WHAT IS REQUIRED: Line by line, copy the material below exactly as given.

PROVIDED DATA:
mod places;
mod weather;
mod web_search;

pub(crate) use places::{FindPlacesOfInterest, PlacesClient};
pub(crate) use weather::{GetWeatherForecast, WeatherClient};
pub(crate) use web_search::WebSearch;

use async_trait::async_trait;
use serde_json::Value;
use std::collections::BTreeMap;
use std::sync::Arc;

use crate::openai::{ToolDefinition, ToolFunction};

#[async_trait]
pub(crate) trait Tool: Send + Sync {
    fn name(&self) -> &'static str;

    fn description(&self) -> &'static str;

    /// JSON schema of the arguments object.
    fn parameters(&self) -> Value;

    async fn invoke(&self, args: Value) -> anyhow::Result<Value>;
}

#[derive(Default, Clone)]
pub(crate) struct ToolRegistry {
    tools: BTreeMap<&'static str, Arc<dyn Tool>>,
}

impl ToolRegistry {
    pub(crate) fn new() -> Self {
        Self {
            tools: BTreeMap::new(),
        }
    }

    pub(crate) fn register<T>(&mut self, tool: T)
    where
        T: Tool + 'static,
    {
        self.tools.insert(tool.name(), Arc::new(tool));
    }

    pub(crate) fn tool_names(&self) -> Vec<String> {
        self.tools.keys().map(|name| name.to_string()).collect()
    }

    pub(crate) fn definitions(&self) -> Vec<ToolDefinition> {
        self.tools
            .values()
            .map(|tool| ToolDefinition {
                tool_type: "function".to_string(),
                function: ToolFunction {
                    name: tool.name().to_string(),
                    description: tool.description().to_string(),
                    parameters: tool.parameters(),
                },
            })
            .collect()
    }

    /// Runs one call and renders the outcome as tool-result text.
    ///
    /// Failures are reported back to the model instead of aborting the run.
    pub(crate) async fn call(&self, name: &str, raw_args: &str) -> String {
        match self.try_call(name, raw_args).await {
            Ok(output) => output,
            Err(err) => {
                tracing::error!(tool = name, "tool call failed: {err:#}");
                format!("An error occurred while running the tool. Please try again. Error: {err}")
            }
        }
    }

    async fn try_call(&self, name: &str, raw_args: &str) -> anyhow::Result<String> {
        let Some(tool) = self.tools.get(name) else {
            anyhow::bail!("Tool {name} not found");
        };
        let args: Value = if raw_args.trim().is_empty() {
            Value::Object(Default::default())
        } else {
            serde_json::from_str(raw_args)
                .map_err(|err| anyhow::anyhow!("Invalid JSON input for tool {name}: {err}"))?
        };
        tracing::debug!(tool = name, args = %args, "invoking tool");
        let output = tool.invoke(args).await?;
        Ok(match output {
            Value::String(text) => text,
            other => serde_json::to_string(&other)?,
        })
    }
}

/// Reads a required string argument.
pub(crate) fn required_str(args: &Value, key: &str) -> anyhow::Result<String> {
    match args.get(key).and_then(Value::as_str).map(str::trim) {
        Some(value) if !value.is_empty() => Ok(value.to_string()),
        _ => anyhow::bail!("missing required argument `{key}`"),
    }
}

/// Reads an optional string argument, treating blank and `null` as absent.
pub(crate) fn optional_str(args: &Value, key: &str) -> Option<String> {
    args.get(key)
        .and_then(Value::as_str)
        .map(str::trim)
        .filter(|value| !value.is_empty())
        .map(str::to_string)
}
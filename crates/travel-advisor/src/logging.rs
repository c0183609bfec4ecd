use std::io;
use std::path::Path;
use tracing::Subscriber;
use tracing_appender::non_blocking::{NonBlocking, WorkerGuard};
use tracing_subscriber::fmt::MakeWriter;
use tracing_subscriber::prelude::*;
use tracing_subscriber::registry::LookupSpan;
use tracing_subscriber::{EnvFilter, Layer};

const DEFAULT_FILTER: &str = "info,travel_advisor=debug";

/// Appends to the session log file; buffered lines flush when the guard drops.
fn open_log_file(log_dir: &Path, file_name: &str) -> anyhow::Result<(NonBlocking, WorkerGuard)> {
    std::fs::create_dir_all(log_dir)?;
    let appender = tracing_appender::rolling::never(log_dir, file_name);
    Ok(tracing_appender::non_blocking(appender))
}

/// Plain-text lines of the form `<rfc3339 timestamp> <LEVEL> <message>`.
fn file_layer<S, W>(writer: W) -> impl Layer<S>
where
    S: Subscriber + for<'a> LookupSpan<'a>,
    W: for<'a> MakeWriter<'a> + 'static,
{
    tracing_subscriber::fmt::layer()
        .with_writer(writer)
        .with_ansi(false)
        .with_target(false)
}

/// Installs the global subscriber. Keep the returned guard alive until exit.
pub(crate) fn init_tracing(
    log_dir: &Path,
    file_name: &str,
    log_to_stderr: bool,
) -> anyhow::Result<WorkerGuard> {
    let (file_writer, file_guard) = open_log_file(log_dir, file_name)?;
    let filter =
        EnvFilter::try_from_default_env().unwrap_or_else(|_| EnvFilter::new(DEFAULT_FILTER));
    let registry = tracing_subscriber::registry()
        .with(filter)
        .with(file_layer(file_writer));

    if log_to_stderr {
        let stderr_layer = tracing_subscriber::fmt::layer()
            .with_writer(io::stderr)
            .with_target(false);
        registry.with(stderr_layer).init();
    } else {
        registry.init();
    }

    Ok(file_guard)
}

RESPONSE TO THE TASK:
mod places;
mod weather;
mod web_search;

pub(crate) use places::{FindPlacesOfInterest, PlacesClient};
pub(crate) use weather::{GetWeatherForecast, WeatherClient};
pub(crate) use web_search::WebSearch;

use async_trait::async_trait;
use serde_json::Value;
use std::collections::BTreeMap;
use std::sync::Arc;

use crate::openai::{ToolDefinition, ToolFunction};

#[async_trait]
pub(crate) trait Tool: Send + Sync {
    fn name(&self) -> &'static str;

    fn description(&self) -> &'static str;

    /// JSON schema of the arguments object.
    fn parameters(&self) -> Value;

    async fn invoke(&self, args: Value) -> anyhow::Result<Value>;
}

#[derive(Default, Clone)]
pub(crate) struct ToolRegistry {
    tools: BTreeMap<&'static str, Arc<dyn Tool>>,
}

impl ToolRegistry {
    pub(crate) fn new() -> Self {
        Self {
            tools: BTreeMap::new(),
        }
    }

    pub(crate) fn register<T>(&mut self, tool: T)
    where
        T: Tool + 'static,
    {
        self.tools.insert(tool.name(), Arc::new(tool));
    }

    pub(crate) fn tool_names(&self) -> Vec<String> {
        self.tools.keys().map(|name| name.to_string()).collect()
    }

    pub(crate) fn definitions(&self) -> Vec<ToolDefinition> {
        self.tools
            .values()
            .map(|tool| ToolDefinition {
                tool_type: "function".to_string(),
                function: ToolFunction {
                    name: tool.name().to_string(),
                    description: tool.description().to_string(),
                    parameters: tool.parameters(),
                },
            })
            .collect()
    }

    /// Runs one call and renders the outcome as tool-result text.
    ///
    /// Failures are reported back to the model instead of aborting the run.
    pub(crate) async fn call(&self, name: &str, raw_args: &str) -> String {
        match self.try_call(name, raw_args).await {
            Ok(output) => output,
            Err(err) => {
                tracing::error!(tool = name, "tool call failed: {err:#}");
                format!("An error occurred while running the tool. Please try again. Error: {err}")
            }
        }
    }

    async fn try_call(&self, name: &str, raw_args: &str) -> anyhow::Result<String> {
        let Some(tool) = self.tools.get(name) else {
            anyhow::bail!("Tool {name} not found");
        };
        let args: Value = if raw_args.trim().is_empty() {
            Value::Object(Default::default())
        } else {
            serde_json::from_str(raw_args)
                .map_err(|err| anyhow::anyhow!("Invalid JSON input for tool {name}: {err}"))?
        };
        tracing::debug!(tool = name, args = %args, "invoking tool");
        let output = tool.invoke(args).await?;
        Ok(match output {
            Value::String(text) => text,
            other => serde_json::to_string(&other)?,
        })
    }
}

/// Reads a required string argument.
pub(crate) fn required_str(args: &Value, key: &str) -> anyhow::Result<String> {
    match args.get(key).and_then(Value::as_str).map(str::trim) {
        Some(value) if !value.is_empty() => Ok(value.to_string()),
        _ => anyhow::bail!("missing required argument `{key}`"),
    }
}

/// Reads an optional string argument, treating blank and `null` as absent.
pub(crate) fn optional_str(args: &Value, key: &str) -> Option<String> {
    args.get(key)
        .and_then(Value::as_str)
        .map(str::trim)
        .filter(|value| !value.is_empty())
        .map(str::to_string)
}
filename crates/travel-advisor/src/logging.rs
repository c0183609bfec4ecd
use std::io;
use std::path::Path;
use tracing::Subscriber;
use tracing_appender::non_blocking::{NonBlocking, WorkerGuard};
use tracing_subscriber::fmt::MakeWriter;
use tracing_subscriber::prelude::*;
use tracing_subscriber::registry::LookupSpan;
use tracing_subscriber::{EnvFilter, Layer};

const DEFAULT_FILTER: &str = "info,travel_advisor=debug";

/// Appends to the session log file; buffered lines flush when the guard drops.
fn open_log_file(log_dir: &Path, file_name: &str) -> anyhow::Result<(NonBlocking, WorkerGuard)> {
    std::fs::create_dir_all(log_dir)?;
    let appender = tracing_appender::rolling::never(log_dir, file_name);
    Ok(tracing_appender::non_blocking(appender))
}

/// Plain-text lines of the form `<rfc3339 timestamp> <LEVEL> <message>`.
fn file_layer<S, W>(writer: W) -> impl Layer<S>
where
    S: Subscriber + for<'a> LookupSpan<'a>,
    W: for<'a> MakeWriter<'a> + 'static,
{
    tracing_subscriber::fmt::layer()
        .with_writer(writer)
        .with_ansi(false)
        .with_target(false)
}

/// Installs the global subscriber. Keep the returned guard alive until exit.
pub(crate) fn init_tracing(
    log_dir: &Path,
    file_name: &str,
    log_to_stderr: bool,
) -> anyhow::Result<WorkerGuard> {
    let (file_writer, file_guard) = open_log_file(log_dir, file_name)?;
    let filter =
        EnvFilter::try_from_default_env().unwrap_or_else(|_| EnvFilter::new(DEFAULT_FILTER));
    let registry = tracing_subscriber::registry()
        .with(filter)
        .with(file_layer(file_writer));

    if log_to_stderr {
        let stderr_layer = tracing_subscriber::fmt::layer()
            .with_writer(io::stderr)
            .with_target(false);
        registry.with(stderr_layer).init();
    } else {
        registry.init();
    }

    Ok(file_guard)
}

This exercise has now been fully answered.